I got Intel X520 and connected it to PCI-E x16. The card is recognized as 10 Gbit by ethtool:
# ethtool eth5
Settings for eth5:
Supported ports: [ FIBRE ]
Supported link modes: 1000baseT/Full
10000baseT/Full
Supports auto-negotiation: Yes
Advertised link modes: 10000baseT/Full
Advertised auto-negotiation: Yes
Speed: 10000Mb/s
Duplex: Full
Port: FIBRE
PHYAD: 0
Transceiver: external
Auto-negotiation: on
Supports Wake-on: d
Wake-on: d
Current message level: 0x00000007 (7)
Link detected: yes
The switch also recognizes the link as 10 Gbit.
I ran iperf
tests from 12 different machines (2 times x 6). Every single connection is 1 Gbit, except the server one. So, I expect to see around 6 Gbit total (6 machines x 1 Gbit each). I got only total of 1 Gbit on the server side.
My questions are:
- am I doing something wrong?
- how to properly test the new card?
The OS is Ubuntu Karmic, the MB is Supermicro X8DAi. Thanks!

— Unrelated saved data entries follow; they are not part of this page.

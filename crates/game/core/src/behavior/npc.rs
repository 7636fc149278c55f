//! Scripted NPC waypoint patrol.

use super::TickContext;
use crate::movement::move_actor;
use crate::state::{EntityId, MovementPattern};

/// Walks the NPC toward its current waypoint, pausing at each one.
///
/// A waypoint counts as reached when both axis distances are strictly below
/// the configured tolerance. The route loops back to the first waypoint.
pub fn update(ctx: &mut TickContext<'_>, id: EntityId, dt: f32) {
    let tolerance = ctx.config.waypoint_tolerance;
    let pause = ctx.config.waypoint_wait;

    let Some(actor) = ctx.entities.get_mut(id) else {
        return;
    };
    let position = actor.position();
    let Some(npc) = actor.as_npc_mut() else {
        return;
    };
    if npc.pattern == MovementPattern::Static {
        return;
    }
    if npc.wait_remaining > 0.0 {
        npc.wait_remaining = (npc.wait_remaining - dt).max(0.0);
        return;
    }
    if npc.waypoints.is_empty() {
        return;
    }

    let index = npc.current_waypoint % npc.waypoints.len();
    let waypoint = npc.waypoints[index];
    let dx = waypoint.x - position.x;
    let dy = waypoint.y - position.y;

    if dx.abs() < tolerance && dy.abs() < tolerance {
        npc.current_waypoint = (index + 1) % npc.waypoints.len();
        npc.wait_remaining = pause;
        actor.set_moving(false);
        tracing::debug!(npc = %id, waypoint = index, "waypoint reached");
        return;
    }

    move_actor(ctx.entities, id, dx, dy);
}

#[cfg(test)]
mod tests {
    use super::*;
    use crate::behavior::update_actor;
    use crate::combat::CombatResolver;
    use crate::config::SimConfig;
    use crate::events::EventLog;
    use crate::rng::PcgRng;
    use crate::state::{ActorBuilder, Entities, NpcData, NpcRole, Position};

    fn tick(entities: &mut Entities, id: EntityId, dt: f32) {
        let mut combat = CombatResolver::default();
        let mut rng = PcgRng::default();
        let config = SimConfig::default();
        let mut events = EventLog::new();
        let mut ctx = TickContext {
            entities,
            combat: &mut combat,
            rng: &mut rng,
            config: &config,
            events: &mut events,
        };
        update_actor(&mut ctx, id, dt);
    }

    fn patroller(waypoints: Vec<Position>) -> (Entities, EntityId) {
        let mut entities = Entities::new();
        let id = entities
            .spawn(ActorBuilder::npc(NpcData::patrol(waypoints)).build().unwrap())
            .unwrap();
        (entities, id)
    }

    #[test]
    fn walks_pauses_and_loops() {
        let (mut entities, id) =
            patroller(vec![Position::new(10.0, 0.0), Position::new(0.0, 0.0)]);

        // Speed 5: (0,0) -> (5,0) -> (10,0).
        tick(&mut entities, id, 0.1);
        tick(&mut entities, id, 0.1);
        assert_eq!(entities.get(id).unwrap().position(), Position::new(10.0, 0.0));

        tick(&mut entities, id, 0.1);
        let npc = entities.get(id).unwrap().as_npc().unwrap();
        assert_eq!(npc.current_waypoint, 1);
        assert_eq!(npc.wait_remaining, 2.0);

        tick(&mut entities, id, 1.5);
        tick(&mut entities, id, 1.0);
        assert_eq!(entities.get(id).unwrap().as_npc().unwrap().wait_remaining, 0.0);
        assert_eq!(entities.get(id).unwrap().position(), Position::new(10.0, 0.0));

        tick(&mut entities, id, 0.1);
        assert_eq!(entities.get(id).unwrap().position(), Position::new(5.0, 0.0));
    }

    #[test]
    fn arrival_tolerance_is_strict() {
        let (mut entities, id) = patroller(vec![Position::new(5.0, 0.0)]);
        tick(&mut entities, id, 0.1);
        // Exactly 5 units away is not "arrived": the NPC moves instead.
        assert_eq!(entities.get(id).unwrap().position(), Position::new(5.0, 0.0));
        assert_eq!(entities.get(id).unwrap().as_npc().unwrap().wait_remaining, 0.0);
    }

    #[test]
    fn static_and_empty_routes_stay_put() {
        let mut entities = Entities::new();
        let villager = entities
            .spawn(ActorBuilder::npc(NpcData::stationary(NpcRole::Merchant)).build().unwrap())
            .unwrap();
        tick(&mut entities, villager, 1.0);
        assert_eq!(entities.get(villager).unwrap().position(), Position::ORIGIN);

        let (mut entities, lost) = patroller(Vec::new());
        tick(&mut entities, lost, 1.0);
        assert_eq!(entities.get(lost).unwrap().position(), Position::ORIGIN);
    }
}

EDIT: The switch is single Netgear GSM7328S-200NAS. Here is a diagram:
I test by running:
Server: iperf -s
All clients, simultaneously: iperf -c server_IP
I see values around 150-160 Mbps/client, which match to 1 Gbps link to the server. The IP I assigned to the new card was never used, so I suppose no ARP issues. However, all traffic is on one subnet, as the same clients use the old 1 Gbps card and IP of the server.
No virtualization here, just plain Ubuntu install, serving NFS mostly.
Update: after further tests, I found that the clients' ARP tables contain wrong entry for server's 10 Gbps NIC. The HW address listed there is the same as the server's 1 Gbps NIC. I deleted it and manually inserted the correct entry: arp -d server_IP_10g
, arp -s server_IP_10g HW:address
. After that I was unable to ping server_IP_10g
.
How can I fix it without disabling the 1 Gbps NIC in the server?
UPDATE2: sysctl -w net.ipv4.conf.all.arp_ignore=1
sysctl -w net.ipv4.conf.all.arp_announce=2
does not work.
After carefully revising pros and cons and what actually is possible to test, I went and disabled
eth3
on the server (the 1 Gbps NIC) and set upeth5
(the 10 Gbps) with its address. Then the clients found the new interface andiperf
showed 10 Gbps from 10 x 1 Gbps clients. So, all is good. I think @sciurus' question, posted above, would be great, if I needed both interfaces permanently. +1 from me on the good reference!